I won't even consider driving during the day. Like I said, it's not worth it. Not worth the stress and the headaches at all.


----------



## cb80907 (Aug 3, 2015)

UberBlackPr1nce said:


> That was actually entertaining.


Because it's so true, all of it?


----------



## UberBlackPr1nce (Dec 28, 2014)

cb80907 said:


> Because it's so true, all of it?


Yea.


----------



## DieselkW (Jul 21, 2015)

Nice rant. 
Nothing at all you like about your 1200 rides?

I liked more than half of my riders - perhaps as much as 3/4 of them.
I liked getting out of the house. I like driving. I like most people. I like small talk and telling stories.

I like working when I want and not when I don't. 
I'm not now and never have been wealthy, or rich, or even "well off". I took a few swings at getting there, and fouled them off. I tried. I do this not forever, but for now I'm happy with it.

No, I'm not making serious cash. I spent 40 years doing that 40 hour a week thing. I'm so done with that, this seems better. Half as many rides as you've had so far.

Some months I have to borrow from savings, some months I'm happy to see we made more than we spent. So what? I don't have to wear a tie, or socks for that matter. I don't even have to shower.

No, it is not for everyone. First time my wife said: "Let's go on vacation" my first response was: "I don't know if I have any weeks left this year"

Like I said, 40 years of habitually having to say "Mother, may I?" to go on vacation. No more. If I want to take off, I'll take the hell off. I might not even come back on Sunday afternoon, I'll come back Monday when there's less traffic. I might leave on Thursday, because I no longer have to "save days" to string two weekends together.

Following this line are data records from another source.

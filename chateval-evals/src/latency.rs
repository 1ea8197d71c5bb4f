// Copyright 2025 AgentReplay (https://github.com/agentreplay)
//
// This program is free software: you can redistribute it and/or modify
// it under the terms of the GNU Affero General Public License as published by
// the Free Software Foundation, either version 3 of the License, or
// (at your option) any later version.
//
// This program is distributed in the hope that it will be useful,
// but WITHOUT ANY WARRANTY; without even the implied warranty of
// MERCHANTABILITY or FITNESS FOR A PARTICULAR PURPOSE. See the
// GNU Affero General Public License for more details.
//
// You should have received a copy of the GNU Affero General Public License
// along with this program. If not, see <https://www.gnu.org/licenses/>.

//! Latency instrumentation for targets
//!
//! [`instrument`] wraps a target so every output carries a `latency` field:
//! wall-clock seconds spent inside the wrapped target call, and nothing else.

use async_trait::async_trait;
use chateval_core::{DatasetRow, TargetOutput};
use serde_json::Value;
use std::sync::Arc;
use std::time::Instant;
use tracing::debug;

use crate::target::{Target, TargetError};

/// Output field carrying the measured latency in seconds
pub const LATENCY_FIELD: &str = "latency";

/// Target decorator that times the inner target call
pub struct LatencyTarget {
    inner: Arc<dyn Target>,
}

impl LatencyTarget {
    pub fn new(inner: Arc<dyn Target>) -> Self {
        Self { inner }
    }
}

#[async_trait]
impl Target for LatencyTarget {
    async fn invoke(&self, row: &DatasetRow) -> Result<TargetOutput, TargetError> {
        let start = Instant::now();
        let output = self.inner.invoke(row).await?;
        let elapsed = start.elapsed().as_secs_f64();

        // A latency reported by the target itself is kept as-is.
        if output.get(LATENCY_FIELD).is_some() {
            debug!("Target already reports latency; measured {:.3}s ignored", elapsed);
            return Ok(output);
        }

        let latency = serde_json::Number::from_f64(elapsed)
            .map(Value::Number)
            .unwrap_or(Value::Null);
        Ok(output.with_field(LATENCY_FIELD, latency))
    }

    fn is_latency_instrumented(&self) -> bool {
        true
    }
}

/// Wrap `target` with latency measurement. Already-instrumented targets are
/// returned unchanged, so applying this twice times the call once.
pub fn instrument(target: Arc<dyn Target>) -> Arc<dyn Target> {
    if target.is_latency_instrumented() {
        target
    } else {
        Arc::new(LatencyTarget::new(target))
    }
}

There are positive aspects to all this - I'll focus on those, although the list is quite a bit shorter than yours.


----------



## cb80907 (Aug 3, 2015)

DieselkW said:


> Nice rant.
> Nothing at all you like about your 1200 rides?
> 
> I liked more than half of my riders - perhaps as much as 3/4 of them.
> ...


You have fun defending these passengers. They're clinically insane. I can't even make a decent living doing this full time. Not in any small city or even large city in this country. I'm done with it.


----------



## Aztek98 (Jul 23, 2015)

So much truth in your rant. Once I help my kid get through college doing this I'm done.

It could be such a nice gig but UBER keeps ****ing it up.


----------



## cb80907 (Aug 3, 2015)

Aztek98 said:


> So much truth in your rant. Once I help my kid get through college doing this I'm done.
> 
> It could be such a nice gig but UBER keeps ****ing it up.

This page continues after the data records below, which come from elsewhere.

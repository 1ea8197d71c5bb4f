// Copyright 2025 AgentReplay (https://github.com/agentreplay)
//
// This program is free software: you can redistribute it and/or modify
// it under the terms of the GNU Affero General Public License as published by
// the Free Software Foundation, either version 3 of the License, or
// (at your option) any later version.
//
// This program is distributed in the hope that it will be useful,
// but WITHOUT ANY WARRANTY; without even the implied warranty of
// MERCHANTABILITY or FITNESS FOR A PARTICULAR PURPOSE. See the
// GNU Affero General Public License for more details.
//
// You should have received a copy of the GNU Affero General Public License
// along with this program. If not, see <https://www.gnu.org/licenses/>.

//! LLM client abstraction for LLM-as-judge evaluators

use async_trait::async_trait;
use chateval_core::{Credential, ModelConfig};
use serde::{Deserialize, Serialize};
use std::time::Duration;
use thiserror::Error;

/// Trait for LLM clients used in evaluations
#[async_trait]
pub trait LLMClient: Send + Sync {
    /// Send a prompt and get structured JSON response
    async fn evaluate(&self, prompt: String) -> Result<LLMResponse, LLMError>;

    /// Get model name
    fn model_name(&self) -> &str;
}

/// Response from LLM
#[derive(Debug, Clone, Serialize, Deserialize)]
pub struct LLMResponse {
    pub content: String,
    pub usage: TokenUsage,
    pub model: String,
}

impl LLMResponse {
    /// Parse response as JSON
    pub fn as_json(&self) -> Result<serde_json::Value, serde_json::Error> {
        serde_json::from_str(&self.content)
    }

    /// Get a specific field from JSON response
    pub fn get(&self, key: &str) -> Option<serde_json::Value> {
        self.as_json().ok()?.get(key).cloned()
    }
}

/// Token usage information
#[derive(Debug, Clone, Default, Serialize, Deserialize)]
pub struct TokenUsage {
    pub prompt_tokens: u32,
    pub completion_tokens: u32,
    pub total_tokens: u32,
}

impl TokenUsage {
    fn from_json(usage: &serde_json::Value) -> Self {
        Self {
            prompt_tokens: usage["prompt_tokens"].as_u64().unwrap_or(0) as u32,
            completion_tokens: usage["completion_tokens"].as_u64().unwrap_or(0) as u32,
            total_tokens: usage["total_tokens"].as_u64().unwrap_or(0) as u32,
        }
    }
}

/// Errors from LLM clients
#[derive(Debug, Error)]
pub enum LLMError {
    #[error("API error ({status}): {body}")]
    ApiError { status: u16, body: String },

    #[error("Rate limit exceeded")]
    RateLimitExceeded,

    #[error("Invalid response: {0}")]
    InvalidResponse(String),

    #[error("HTTP error: {0}")]
    Http(#[from] reqwest::Error),

    #[error("JSON error: {0}")]
    Json(#[from] serde_json::Error),
}

const JUDGE_SYSTEM_PROMPT: &str = "You are an expert evaluator. Respond only with valid JSON.";

/// Azure OpenAI chat-completions client for a single deployment
pub struct AzureOpenAIClient {
    endpoint: String,
    deployment: String,
    api_version: String,
    credential: Credential,
    client: reqwest::Client,
}

impl AzureOpenAIClient {
    pub fn new(config: &ModelConfig) -> Result<Self, LLMError> {
        let mut builder = reqwest::Client::builder();
        if let Some(secs) = config.request_timeout_secs {
            builder = builder.timeout(Duration::from_secs(secs));
        }

        Ok(Self {
            endpoint: config.endpoint.trim_end_matches('/').to_string(),
            deployment: config.deployment.clone(),
            api_version: config.api_version.clone(),
            credential: config.credential.clone(),
            client: builder.build()?,
        })
    }

    fn completions_url(&self) -> String {
        format!(
            "{}/openai/deployments/{}/chat/completions?api-version={}",
            self.endpoint, self.deployment, self.api_version
        )
    }

    fn authorize(&self, request: reqwest::RequestBuilder) -> reqwest::RequestBuilder {
        match &self.credential {
            Credential::ApiKey(key) => request.header("api-key", key),
            Credential::BearerToken(token) => request.bearer_auth(token),
        }
    }
}

#[async_trait]
impl LLMClient for AzureOpenAIClient {
    async fn evaluate(&self, prompt: String) -> Result<LLMResponse, LLMError> {
        let request = serde_json::json!({
            "messages": [
                {
                    "role": "system",
                    "content": JUDGE_SYSTEM_PROMPT
                },
                {
                    "role": "user",
                    "content": prompt
                }
            ],
            "temperature": 0.0,
            "response_format": { "type": "json_object" }
        });

        let response = self
            .authorize(self.client.post(self.completions_url()))
            .header("Content-Type", "application/json")
            .json(&request)
            .send()
            .await?;

        let status = response.status();
        if !status.is_success() {
            if status == reqwest::StatusCode::TOO_MANY_REQUESTS {
                return Err(LLMError::RateLimitExceeded);
            }
            let body = response.text().await?;
            return Err(LLMError::ApiError {
                status: status.as_u16(),
                body,
            });
        }

        let response_data: serde_json::Value = response.json().await?;

        let content = response_data["choices"][0]["message"]["content"]
            .as_str()
            .ok_or(LLMError::InvalidResponse("Missing content".to_string()))?
            .to_string();

        Ok(LLMResponse {
            content,
            usage: TokenUsage::from_json(&response_data["usage"]),
            model: response_data["model"]
                .as_str()
                .unwrap_or(&self.deployment)
                .to_string(),
        })
    }

    fn model_name(&self) -> &str {
        &self.deployment
    }
}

I feel the same way about both Lyft and Uber. The disconnect between the owners and the people at the very bottom is nothing short of breathtaking. I don't know what their end game truly is anymore, aside from just making themselves as rich as possible. It's been a nice week without being around drunks, for that matter.


----------



## riChElwAy (Jan 13, 2015)

this rant clearly illustrates that driving around random strangers is, for the most part, a dirty job, a pride killer, a dignity destroyer

the only people who will deal with this crap are those who will get paid $ $ $ that's right get paid GOOD $ $ $ for dealing with all the B. S. that this job has to offer

it is not "fun" like Kalanick says on Colbert. he is worried about driver churn, so he markets this garbage as "don't worry about making money, it's just a fun thing to do" 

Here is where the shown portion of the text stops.